Abstract

BACKGROUND AND PURPOSE: We had previously demonstrated by immunohistochemical study (IHS) that nm23-H1 gene may play an important role in disease prognosis as well as its participation in metastasis of urothelial cancer. The purpose of present study was 1) to reexamine the role of nm23-H1 gene in urothelial cancers at molecular level, 2) to identify the molecular mechanism of decreased immunoreactivity for nm23-H1 protein in metastatic urothelial cancers, and 3) to identify whether IHS is reliable in studying the expression of nm23-H1.
MATERIALS AND METHODS
We studied expression level and mutation profiles of nm23-H1 gene in 25 fresh surgical specimens of urothelial cancer by reverse transcription polymerase chain reaction(RT-PCR)-Southern blotting analysis, and PCR of genomic DNA followed by single strand conformation polymorphism and sequencing analysis. The results of RT-PCR-Southern blotting were comparatively analyzed with those of IHS.
RESULTS
mRNA transcript levels of nm23-H1 gene were significantly decreased in tumor tissues with metastasis as compared with those without metastasis. The transcript levels of nm23-H1 gene were also significantly decreased in metastatic tumor tissues as compared with primary tumor tissues.
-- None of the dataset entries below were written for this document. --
//! Shell completions generation.

use clap::CommandFactory;
use clap_complete::generate;

use crate::cli::args::{Cli, CompletionsArgs};
use crate::error::Result;
use crate::ui::Output;

use super::dispatcher::{Command, CommandResult};

/// The completions command implementation.
pub struct CompletionsCommand {
    args: CompletionsArgs,
}

impl CompletionsCommand {
    /// Create a new completions command.
    pub fn new(args: CompletionsArgs) -> Self {
        Self { args }
    }
}

impl Command for CompletionsCommand {
    fn execute(&self, _output: &Output) -> Result<CommandResult> {
        let mut cmd = Cli::command();
        generate(self.args.shell, &mut cmd, "depstrap", &mut std::io::stdout());
        Ok(CommandResult::success())
    }
}
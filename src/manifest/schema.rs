//! Manifest schema definitions.
//!
//! This module contains the struct definitions that map to the JSON
//! manifest format: a `dependencies` array of descriptors tagged by
//! `type`.

use serde::{Deserialize, Serialize};

/// Root structure of a dependency manifest.
#[derive(Debug, Clone, Default, Serialize, Deserialize)]
pub struct Manifest {
    /// Dependencies in declaration order; processed sequentially.
    #[serde(default)]
    pub dependencies: Vec<Dependency>,
}

impl Manifest {
    /// Look up a dependency by name.
    pub fn get(&self, name: &str) -> Option<&Dependency> {
        self.dependencies.iter().find(|dep| dep.name == name)
    }
}

/// A single external dependency.
#[derive(Debug, Clone, Serialize, Deserialize)]
pub struct Dependency {
    /// Unique key; also names the checkout/extraction directory.
    pub name: String,

    /// Source location: git remote or download URL.
    pub url: String,

    #[serde(flatten)]
    pub kind: DependencyKind,
}

/// Dependency kind plus its kind-specific fields.
///
/// Tagged by the manifest's `type` field. Adding a kind extends this
/// enum, and every dispatch site is then checked at compile time.
#[derive(Debug, Clone, Serialize, Deserialize)]
#[serde(tag = "type", rename_all = "lowercase")]
pub enum DependencyKind {
    /// A git repository pinned to a tag, branch, or commit.
    Git { revision: String },

    /// A downloadable file, extracted when it is a zip container.
    Archive {
        /// Overrides the default browser-like User-Agent for picky hosts.
        #[serde(
            rename = "user-agent",
            default,
            skip_serializing_if = "Option::is_none"
        )]
        user_agent: Option<String>,
    },
}

impl Dependency {
    /// The kind tag as it appears in the manifest.
    pub fn kind_name(&self) -> &'static str {
        match self.kind {
            DependencyKind::Git { .. } => "git",
            DependencyKind::Archive { .. } => "archive",
        }
    }

    /// Manifest-declared revision, present only for git dependencies.
    /// Archive freshness is decided from recorded URL and size instead.
    pub fn revision(&self) -> Option<&str> {
        match &self.kind {
            DependencyKind::Git { revision } => Some(revision),
            DependencyKind::Archive { .. } => None,
        }
    }
}
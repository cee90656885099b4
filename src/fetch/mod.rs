//! Fetchers for the two dependency kinds.
//!
//! Git dependencies go through the `git` CLI; archives are streamed down
//! over HTTP.

pub mod git;
pub mod http;

pub use git::GitFetcher;
pub use http::HttpFetcher;
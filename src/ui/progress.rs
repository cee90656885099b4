//! Download progress display.

use indicatif::{ProgressBar, ProgressStyle};

/// Byte-progress bar for a single download.
///
/// Shows a fixed-width block bar, integer percentage, and humanized byte
/// counts. Without a Content-Length there is nothing to show a percentage
/// against, so the display stays silent and bytes are simply written.
pub struct DownloadProgress {
    bar: Option<ProgressBar>,
    total: u64,
}

impl DownloadProgress {
    /// Create a progress display for a download of (maybe) known size.
    pub fn new(total: Option<u64>, enabled: bool) -> Self {
        let total = total.unwrap_or(0);
        let bar = if enabled && total > 0 {
            let bar = ProgressBar::new(total);
            bar.set_style(
                ProgressStyle::default_bar()
                    .template("{bar:20} {percent:>3}% ({msg})")
                    .expect("valid progress template")
                    .progress_chars("█░"),
            );
            Some(bar)
        } else {
            None
        };

        Self { bar, total }
    }

    /// Update with the running byte count.
    pub fn update(&self, downloaded: u64) {
        if let Some(bar) = &self.bar {
            bar.set_position(downloaded);
            bar.set_message(format!(
                "{}/{}",
                format_size(downloaded),
                format_size(self.total)
            ));
        }
    }

    /// Clear the bar; the caller reports completion.
    pub fn finish(&self) {
        if let Some(bar) = &self.bar {
            bar.finish_and_clear();
        }
    }
}

/// Human-readable byte count using 1024-based units.
pub fn format_size(bytes: u64) -> String {
    const UNITS: [&str; 4] = ["B", "KB", "MB", "GB"];

    let mut size = bytes as f64;
    for unit in UNITS {
        if size < 1024.0 {
            return format!("{size:.1}{unit}");
        }
        size /= 1024.0;
    }
    format!("{size:.1}TB")
}

#[cfg(test)]
mod tests {
    use super::*;

    #[test]
    fn format_size_bytes() {
        assert_eq!(format_size(0), "0.0B");
        assert_eq!(format_size(512), "512.0B");
        assert_eq!(format_size(1023), "1023.0B");
    }

    #[test]
    fn format_size_kilobytes() {
        assert_eq!(format_size(1024), "1.0KB");
        assert_eq!(format_size(1536), "1.5KB");
    }

    #[test]
    fn format_size_megabytes() {
        assert_eq!(format_size(5 * 1024 * 1024), "5.0MB");
    }

    #[test]
    fn format_size_gigabytes() {
        assert_eq!(format_size(2 * 1024 * 1024 * 1024), "2.0GB");
    }

    #[test]
    fn format_size_terabytes() {
        assert_eq!(format_size(3 * 1024u64.pow(4)), "3.0TB");
    }

    #[test]
    fn unknown_total_shows_no_bar() {
        let progress = DownloadProgress::new(None, true);
        assert!(progress.bar.is_none());
        // Updates are a no-op but must not panic.
        progress.update(100);
        progress.finish();
    }

    #[test]
    fn disabled_progress_shows_no_bar() {
        let progress = DownloadProgress::new(Some(1000), false);
        assert!(progress.bar.is_none());
    }

    #[test]
    fn known_total_creates_bar() {
        let progress = DownloadProgress::new(Some(1000), true);
        assert!(progress.bar.is_some());
        progress.update(500);
        progress.finish();
    }
}
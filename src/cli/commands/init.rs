//! Init command implementation.
//!
//! The `depstrap init` command writes a starter manifest at the project
//! root.

use std::fs;

use dialoguer::Confirm;

use crate::cli::args::InitArgs;
use crate::error::Result;
use crate::ui::{Output, Theme};

use super::dispatcher::{Command, CommandContext, CommandResult};

const STARTER_MANIFEST: &str = r#"{
    "dependencies": [
        {
            "name": "glfw",
            "type": "git",
            "url": "https://github.com/glfw/glfw.git",
            "revision": "3.4"
        }
    ]
}
"#;

/// The init command implementation.
pub struct InitCommand {
    context: CommandContext,
    args: InitArgs,
}

impl InitCommand {
    /// Create a new init command.
    pub fn new(context: CommandContext, args: InitArgs) -> Self {
        Self { context, args }
    }
}

impl Command for InitCommand {
    fn execute(&self, output: &Output) -> Result<CommandResult> {
        let path = &self.context.manifest_path;
        let theme = Theme::new();

        if path.exists() && !self.args.force {
            if !console::user_attended() {
                output.error(&format!(
                    "Manifest already exists at {}. Use --force to overwrite.",
                    path.display()
                ));
                return Ok(CommandResult::failure(1));
            }

            let overwrite = Confirm::new()
                .with_prompt(format!("Overwrite existing {}?", path.display()))
                .default(false)
                .interact()
                .map_err(anyhow::Error::from)?;

            if !overwrite {
                output.println("Aborted.");
                return Ok(CommandResult::failure(1));
            }
        }

        if let Some(parent) = path.parent() {
            if !parent.as_os_str().is_empty() {
                fs::create_dir_all(parent)?;
            }
        }
        fs::write(path, STARTER_MANIFEST)?;

        output.println(&theme.format_success(&format!("Created {}", path.display())));
        output.println(&format!(
            "  {}",
            theme
                .dim
                .apply_to("Edit the dependency list, then run 'depstrap sync'.")
        ));

        Ok(CommandResult::success())
    }
}
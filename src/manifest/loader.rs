//! Manifest discovery and loading.

use std::fs;
use std::path::{Path, PathBuf};

use crate::error::{DepstrapError, Result};
use crate::manifest::schema::Manifest;

/// Default manifest filename at the project root.
pub const MANIFEST_FILE: &str = "depstrap.json";

/// Default manifest location for a project root.
pub fn default_manifest_path(project_root: &Path) -> PathBuf {
    project_root.join(MANIFEST_FILE)
}

/// Load and parse a manifest.
///
/// This is the one load that may fail a whole run: a missing or malformed
/// manifest aborts before any dependency is processed.
pub fn load_manifest(path: &Path) -> Result<Manifest> {
    if !path.exists() {
        return Err(DepstrapError::ManifestNotFound {
            path: path.to_path_buf(),
        });
    }

    let content = fs::read_to_string(path)?;
    serde_json::from_str(&content).map_err(|e| DepstrapError::ManifestParseError {
        path: path.to_path_buf(),
        message: e.to_string(),
    })
}

#[cfg(test)]
mod tests {
    use super::*;
    use tempfile::TempDir;

    #[test]
    fn missing_manifest_is_not_found() {
        let temp = TempDir::new().unwrap();
        let result = load_manifest(&temp.path().join("depstrap.json"));
        assert!(matches!(
            result,
            Err(DepstrapError::ManifestNotFound { .. })
        ));
    }

    #[test]
    fn malformed_manifest_is_parse_error() {
        let temp = TempDir::new().unwrap();
        let path = temp.path().join("depstrap.json");
        fs::write(&path, "{not json").unwrap();

        let result = load_manifest(&path);
        assert!(matches!(
            result,
            Err(DepstrapError::ManifestParseError { .. })
        ));
    }

    #[test]
    fn loads_well_formed_manifest() {
        let temp = TempDir::new().unwrap();
        let path = temp.path().join("depstrap.json");
        fs::write(
            &path,
            r#"{
                "dependencies": [
                    {"name": "glfw", "type": "git", "url": "u", "revision": "3.4"}
                ]
            }"#,
        )
        .unwrap();

        let manifest = load_manifest(&path).unwrap();
        assert_eq!(manifest.dependencies.len(), 1);
        assert_eq!(manifest.dependencies[0].name, "glfw");
    }

    #[test]
    fn empty_dependencies_key_is_allowed() {
        let temp = TempDir::new().unwrap();
        let path = temp.path().join("depstrap.json");
        fs::write(&path, r#"{"dependencies": []}"#).unwrap();

        let manifest = load_manifest(&path).unwrap();
        assert!(manifest.dependencies.is_empty());
    }

    #[test]
    fn default_path_joins_manifest_file() {
        let path = default_manifest_path(Path::new("/proj"));
        assert_eq!(path, PathBuf::from("/proj/depstrap.json"));
    }
}
//! Command dispatching.
//!
//! This module provides the core command infrastructure:
//! - [`Command`] trait for implementing commands
//! - [`CommandResult`] for uniform result reporting
//! - [`CommandContext`] resolving manifest/state/project paths
//! - [`CommandDispatcher`] for routing CLI subcommands

use std::path::PathBuf;

use crate::cli::args::{Cli, Commands, SyncArgs};
use crate::error::Result;
use crate::manifest;
use crate::state;
use crate::ui::Output;

/// Trait for command implementations.
pub trait Command {
    /// Execute the command.
    ///
    /// # Arguments
    ///
    /// * `output` - Writer for user-facing status and errors
    ///
    /// # Returns
    ///
    /// A [`CommandResult`] indicating success/failure and exit code.
    fn execute(&self, output: &Output) -> Result<CommandResult>;
}

/// Result of command execution.
#[derive(Debug)]
pub struct CommandResult {
    /// Whether the command succeeded.
    pub success: bool,

    /// Exit code to use (0 for success, non-zero for failure).
    pub exit_code: i32,
}

impl CommandResult {
    /// Create a successful result.
    pub fn success() -> Self {
        Self {
            success: true,
            exit_code: 0,
        }
    }

    /// Create a failure result.
    pub fn failure(exit_code: i32) -> Self {
        Self {
            success: false,
            exit_code,
        }
    }
}

/// Resolved paths shared by every command.
#[derive(Debug, Clone)]
pub struct CommandContext {
    /// Project root holding fetched dependencies.
    pub project_root: PathBuf,

    /// Manifest location.
    pub manifest_path: PathBuf,

    /// State-file location.
    pub state_path: PathBuf,
}

impl CommandContext {
    /// Resolve paths from CLI flags, defaulting to the current directory.
    pub fn from_cli(cli: &Cli) -> Self {
        let project_root = cli
            .project
            .clone()
            .unwrap_or_else(|| std::env::current_dir().unwrap_or_default());
        let manifest_path = cli
            .manifest
            .clone()
            .unwrap_or_else(|| manifest::default_manifest_path(&project_root));
        let state_path = cli
            .state
            .clone()
            .unwrap_or_else(|| state::default_state_path(&project_root));

        Self {
            project_root,
            manifest_path,
            state_path,
        }
    }
}

/// Dispatches CLI commands to their implementations.
pub struct CommandDispatcher {
    context: CommandContext,
}

impl CommandDispatcher {
    /// Create a dispatcher with paths resolved from the CLI.
    pub fn from_cli(cli: &Cli) -> Self {
        Self {
            context: CommandContext::from_cli(cli),
        }
    }

    /// Get the resolved context.
    pub fn context(&self) -> &CommandContext {
        &self.context
    }

    /// Dispatch and execute a command.
    ///
    /// Routes the CLI subcommand to the appropriate command
    /// implementation; no subcommand means `sync` with default options.
    pub fn dispatch(&self, cli: &Cli, output: &Output) -> Result<CommandResult> {
        match &cli.command {
            Some(Commands::Sync(args)) => {
                let cmd = super::sync::SyncCommand::new(self.context.clone(), args.clone());
                cmd.execute(output)
            }
            Some(Commands::Status(args)) => {
                let cmd = super::status::StatusCommand::new(self.context.clone(), args.clone());
                cmd.execute(output)
            }
            Some(Commands::List(args)) => {
                let cmd = super::list::ListCommand::new(self.context.clone(), args.clone());
                cmd.execute(output)
            }
            Some(Commands::Init(args)) => {
                let cmd = super::init::InitCommand::new(self.context.clone(), args.clone());
                cmd.execute(output)
            }
            Some(Commands::Completions(args)) => {
                let cmd = super::completions::CompletionsCommand::new(args.clone());
                cmd.execute(output)
            }
            None => {
                let cmd =
                    super::sync::SyncCommand::new(self.context.clone(), SyncArgs::default());
                cmd.execute(output)
            }
        }
    }
}

#[cfg(test)]
mod tests {
    use super::*;
    use clap::Parser;

    #[test]
    fn command_result_success() {
        let result = CommandResult::success();
        assert!(result.success);
        assert_eq!(result.exit_code, 0);
    }

    #[test]
    fn command_result_failure() {
        let result = CommandResult::failure(2);
        assert!(!result.success);
        assert_eq!(result.exit_code, 2);
    }

    #[test]
    fn context_uses_project_flag() {
        let cli = Cli::parse_from(["depstrap", "--project", "/work"]);
        let context = CommandContext::from_cli(&cli);

        assert_eq!(context.project_root, PathBuf::from("/work"));
        assert_eq!(context.manifest_path, PathBuf::from("/work/depstrap.json"));
        assert_eq!(
            context.state_path,
            PathBuf::from("/work/depstrap.state.json")
        );
    }

    #[test]
    fn explicit_paths_override_project_defaults() {
        let cli = Cli::parse_from([
            "depstrap",
            "--project",
            "/work",
            "--manifest",
            "/elsewhere/deps.json",
        ]);
        let context = CommandContext::from_cli(&cli);

        assert_eq!(context.manifest_path, PathBuf::from("/elsewhere/deps.json"));
        assert_eq!(
            context.state_path,
            PathBuf::from("/work/depstrap.state.json")
        );
    }
}
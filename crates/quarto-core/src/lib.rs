//! Quarto - rules engine and automated opponent
//!
//! This crate provides the core game logic for Quarto, including:
//! - The 16-piece catalog and its four binary attributes
//! - Board representation with the ten winning lines
//! - Atomic move validation and application
//! - Win detection and threat analysis
//! - A heuristic player and its per-game session state machine
//!
//! # Architecture
//!
//! The game engine is platform-agnostic and performs no I/O. Connection
//! handling, turn relaying and display live in `quarto-server`. It can be
//! compiled to:
//! - Native Rust for server-side game hosting and bot clients
//! - WebAssembly for client-side play (feature `wasm`)
//!
//! # Modules
//!
//! - [`piece`]: Pieces, attributes and the catalog
//! - [`board`]: Cells, lines, threats and win detection
//! - [`actions`]: The move type and its wire encoding
//! - [`game`]: Game state machine and move application
//! - [`bot`]: Heuristic placement and offer decisions
//! - [`session`]: One automated player's lifecycle within a game

pub mod actions;
pub mod board;
pub mod bot;
pub mod game;
pub mod piece;
pub mod session;
#[cfg(feature = "wasm")]
pub mod wasm;

// Re-export commonly used types
pub use actions::Move;
pub use board::{Board, Line, Outcome, PlayerId, Threat, CELL_COUNT, LINES};
pub use bot::HeuristicPlayer;
pub use game::{GamePhase, GameSnapshot, GameState, InvalidMove, SnapshotError};
pub use piece::{Attribute, Color, Filling, Height, Piece, Shape, PIECE_COUNT};
pub use session::{PlayerSession, SessionPhase, TurnStep};
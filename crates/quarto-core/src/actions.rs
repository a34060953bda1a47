//! The move a player submits each turn, and its wire encoding.
//!
//! A move is a JSON object with three optional keys:
//!
//! ```text
//! { "pos": 8, "nextPiece": 2, "quarto": true }
//! ```
//!
//! Values are kept as signed integers so that a negative position decodes
//! cleanly and is then rejected as out of range by the move applier, instead
//! of failing as a malformed encoding.

use crate::game::InvalidMove;
use serde::{Deserialize, Serialize};

/// One player's move
#[derive(Debug, Clone, Copy, Default, PartialEq, Eq, Serialize, Deserialize)]
#[serde(rename_all = "camelCase")]
pub struct Move {
    /// Cell for the piece received from the opponent
    #[serde(default, skip_serializing_if = "Option::is_none")]
    pub pos: Option<i64>,
    /// Index into the remaining pieces of the piece handed to the opponent
    #[serde(default, skip_serializing_if = "Option::is_none")]
    pub next_piece: Option<i64>,
    /// Quarto announcement
    #[serde(default, skip_serializing_if = "Option::is_none")]
    pub quarto: Option<bool>,
}

impl Move {
    /// Opening move: nothing to place, only a piece to hand over
    pub fn offer(next_piece: usize) -> Self {
        Self {
            next_piece: Some(next_piece as i64),
            ..Self::default()
        }
    }

    /// Place the pending piece and hand over the next one
    pub fn place(pos: usize, next_piece: usize) -> Self {
        Self {
            pos: Some(pos as i64),
            next_piece: Some(next_piece as i64),
            quarto: None,
        }
    }

    /// Place the last piece; nothing is left to hand over
    pub fn place_last(pos: usize) -> Self {
        Self {
            pos: Some(pos as i64),
            ..Self::default()
        }
    }

    pub fn with_quarto(mut self) -> Self {
        self.quarto = Some(true);
        self
    }

    /// Encode to wire text
    pub fn encode(&self) -> String {
        // A struct of optional integers and a bool always serializes
        serde_json::to_string(self).unwrap_or_else(|_| "{}".to_string())
    }

    /// Decode wire text. Any failure is an invalid move.
    pub fn decode(text: &str) -> Result<Self, InvalidMove> {
        serde_json::from_str(text).map_err(|e| InvalidMove::MalformedEncoding(e.to_string()))
    }
}

#[cfg(test)]
mod tests {
    use super::*;

    #[test]
    fn test_encode_skips_absent_keys() {
        assert_eq!(Move::offer(3).encode(), r#"{"nextPiece":3}"#);
        assert_eq!(
            Move::place(8, 2).with_quarto().encode(),
            r#"{"pos":8,"nextPiece":2,"quarto":true}"#
        );
        assert_eq!(Move::default().encode(), "{}");
    }

    #[test]
    fn test_decode_full_move() {
        let mv = Move::decode(r#"{"pos": 8, "quarto": true, "nextPiece": 2}"#).unwrap();
        assert_eq!(mv, Move::place(8, 2).with_quarto());
    }

    #[test]
    fn test_decode_ignores_unknown_keys() {
        let mv = Move::decode(r#"{"nextPiece": 0, "comment": "hi"}"#).unwrap();
        assert_eq!(mv, Move::offer(0));
    }

    #[test]
    fn test_decode_keeps_negative_values() {
        let mv = Move::decode(r#"{"pos": -1}"#).unwrap();
        assert_eq!(mv.pos, Some(-1));
    }

    #[test]
    fn test_decode_failures_are_malformed_encoding() {
        for text in ["", "not json", "42", r#"{"pos": "eight"}"#, r#"{"quarto": 1}"#] {
            assert!(
                matches!(Move::decode(text), Err(InvalidMove::MalformedEncoding(_))),
                "{:?} should be malformed",
                text
            );
        }
    }

    #[test]
    fn test_round_trip() {
        let moves = [
            Move::default(),
            Move::offer(15),
            Move::place(0, 0),
            Move::place_last(15).with_quarto(),
            Move {
                pos: Some(4),
                next_piece: None,
                quarto: Some(false),
            },
        ];
        for mv in moves {
            assert_eq!(Move::decode(&mv.encode()).unwrap(), mv);
        }
    }
}
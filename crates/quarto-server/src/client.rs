//! Automated WebSocket client playing with the heuristic player.

use crate::protocol::{ClientMessage, ServerMessage};
use futures_util::{SinkExt, StreamExt};
use quarto_core::{GameState, HeuristicPlayer, PlayerSession};
use tokio_tungstenite::{connect_async, tungstenite::Message};
use tracing::{debug, info, warn};

/// Connect to a server, join a game and play it to the end.
pub async fn run_client(name: &str, url: &str, seed: Option<u64>) -> anyhow::Result<()> {
    let (ws_stream, _) = connect_async(url).await?;
    info!("Connected to {}", url);

    let (mut ws_sender, mut ws_receiver) = ws_stream.split();
    let join = ClientMessage::Join {
        player_name: name.to_string(),
    };
    ws_sender
        .send(Message::Text(serde_json::to_string(&join)?))
        .await?;

    let mut session: Option<PlayerSession> = None;

    while let Some(msg) = ws_receiver.next().await {
        let text = match msg? {
            Message::Text(text) => text,
            Message::Close(_) => break,
            _ => continue,
        };
        let server_msg: ServerMessage = match serde_json::from_str(&text) {
            Ok(msg) => msg,
            Err(e) => {
                warn!("Unreadable server message ({}): {}", e, text);
                continue;
            }
        };

        match server_msg {
            ServerMessage::Welcome { player_id } => {
                debug!(%player_id, "Welcomed by server");
            }
            ServerMessage::Waiting => info!("Waiting for an opponent"),
            ServerMessage::GameStarted {
                room_id,
                player_index,
                opponent_name,
            } => {
                info!(%room_id, "Playing as player {} against {}", player_index, opponent_name);
                let player = match seed {
                    Some(seed) => HeuristicPlayer::with_seed(seed),
                    None => HeuristicPlayer::new(),
                };
                let mut new_session = PlayerSession::new(player_index, player);
                new_session.start();
                session = Some(new_session);
            }
            ServerMessage::YourTurn { state } => {
                let Some(session) = session.as_mut() else {
                    warn!("Asked to move before the game started");
                    continue;
                };
                let game = match GameState::from_snapshot(state) {
                    Ok(game) => game,
                    Err(e) => {
                        warn!("Server sent an inconsistent state: {}", e);
                        continue;
                    }
                };
                debug!("\n{}", game);
                if let Some(mv) = session.on_state(&game) {
                    let reply = ClientMessage::Move {
                        payload: mv.encode(),
                    };
                    ws_sender
                        .send(Message::Text(serde_json::to_string(&reply)?))
                        .await?;
                }
            }
            ServerMessage::StateChanged { mover, .. } => {
                debug!("Player {} moved", mover);
            }
            ServerMessage::MoveRejected { reason } => {
                warn!("Move rejected: {}", reason);
            }
            ServerMessage::GameOver {
                winner,
                winner_name,
            } => {
                if let Some(session) = session.as_mut() {
                    session.finish(winner);
                }
                match (winner, winner_name) {
                    (Some(index), Some(name)) => {
                        info!("Game over: {} (player {}) wins", name, index)
                    }
                    (Some(index), None) => info!("Game over: player {} wins", index),
                    _ => info!("Game over: draw"),
                }
                break;
            }
            ServerMessage::OpponentLeft => {
                info!("Opponent left the game");
                break;
            }
            ServerMessage::Error { message } => warn!("Server error: {}", message),
            ServerMessage::Pong => {}
        }
    }

    Ok(())
}
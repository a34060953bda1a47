//! WebSocket protocol messages for Quarto matches.

use quarto_core::{GameSnapshot, PlayerId};
use serde::{Deserialize, Serialize};
use uuid::Uuid;

/// Messages sent from client to server.
#[derive(Debug, Clone, PartialEq, Serialize, Deserialize)]
#[serde(tag = "type", content = "payload")]
pub enum ClientMessage {
    /// Ask to be paired with the next waiting player
    Join { player_name: String },

    /// Submit an encoded move, e.g. `{"pos": 8, "nextPiece": 2}`
    Move { payload: String },

    /// Ping for keepalive
    Ping,
}

/// Messages sent from server to client.
#[derive(Debug, Clone, PartialEq, Serialize, Deserialize)]
#[serde(tag = "type", content = "payload")]
pub enum ServerMessage {
    /// Welcome message with assigned connection ID
    Welcome { player_id: Uuid },

    /// Joined the lobby, no opponent yet
    Waiting,

    /// Paired with an opponent
    GameStarted {
        room_id: Uuid,
        player_index: PlayerId,
        opponent_name: String,
    },

    /// It is your turn to move on this state
    YourTurn { state: GameSnapshot },

    /// A move was applied
    StateChanged { state: GameSnapshot, mover: PlayerId },

    /// Your move was refused; the state is unchanged and you move again
    MoveRejected { reason: String },

    /// Game finished. `winner` is `None` for a draw.
    GameOver {
        winner: Option<PlayerId>,
        winner_name: Option<String>,
    },

    /// The opponent disconnected; the room is closed
    OpponentLeft,

    /// Protocol-level error (unreadable envelope, not in a game, ...)
    Error { message: String },

    /// Pong response
    Pong,
}

#[cfg(test)]
mod tests {
    use super::*;

    #[test]
    fn test_client_message_format() {
        let msg = ClientMessage::Move {
            payload: r#"{"nextPiece":3}"#.to_string(),
        };
        let json = serde_json::to_value(&msg).unwrap();
        assert_eq!(
            json,
            serde_json::json!({"type": "Move", "payload": {"payload": "{\"nextPiece\":3}"}})
        );

        let ping: ClientMessage = serde_json::from_str(r#"{"type": "Ping"}"#).unwrap();
        assert_eq!(ping, ClientMessage::Ping);
    }

    #[test]
    fn test_server_message_round_trip() {
        let msg = ServerMessage::GameOver {
            winner: None,
            winner_name: None,
        };
        let text = serde_json::to_string(&msg).unwrap();
        assert_eq!(serde_json::from_str::<ServerMessage>(&text).unwrap(), msg);
    }
}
Point mutation of nm23-H1 gene was detected in only 1 of 13 urothelial cancer tissues with metastasis, whereas, mutation was observed in none of those without metastasis. The results of IHS corresponded with those of RT-PCR-Southern blotting analysis in 23 of 25 specimens.
CONCLUSIONS
The nm23-H1 gene may play an important role in metastasis of urothelial cancer. Decreased transcription at mRNA level may be a major molecular mechanism of loss of immunoreactivity for nm23-H1 protein in urothelial cancer. IHS used in the present study may be a clinically useful method to study the expression of nm23-H1 and to predict metastasis potential and prognosis of urothelial cancers.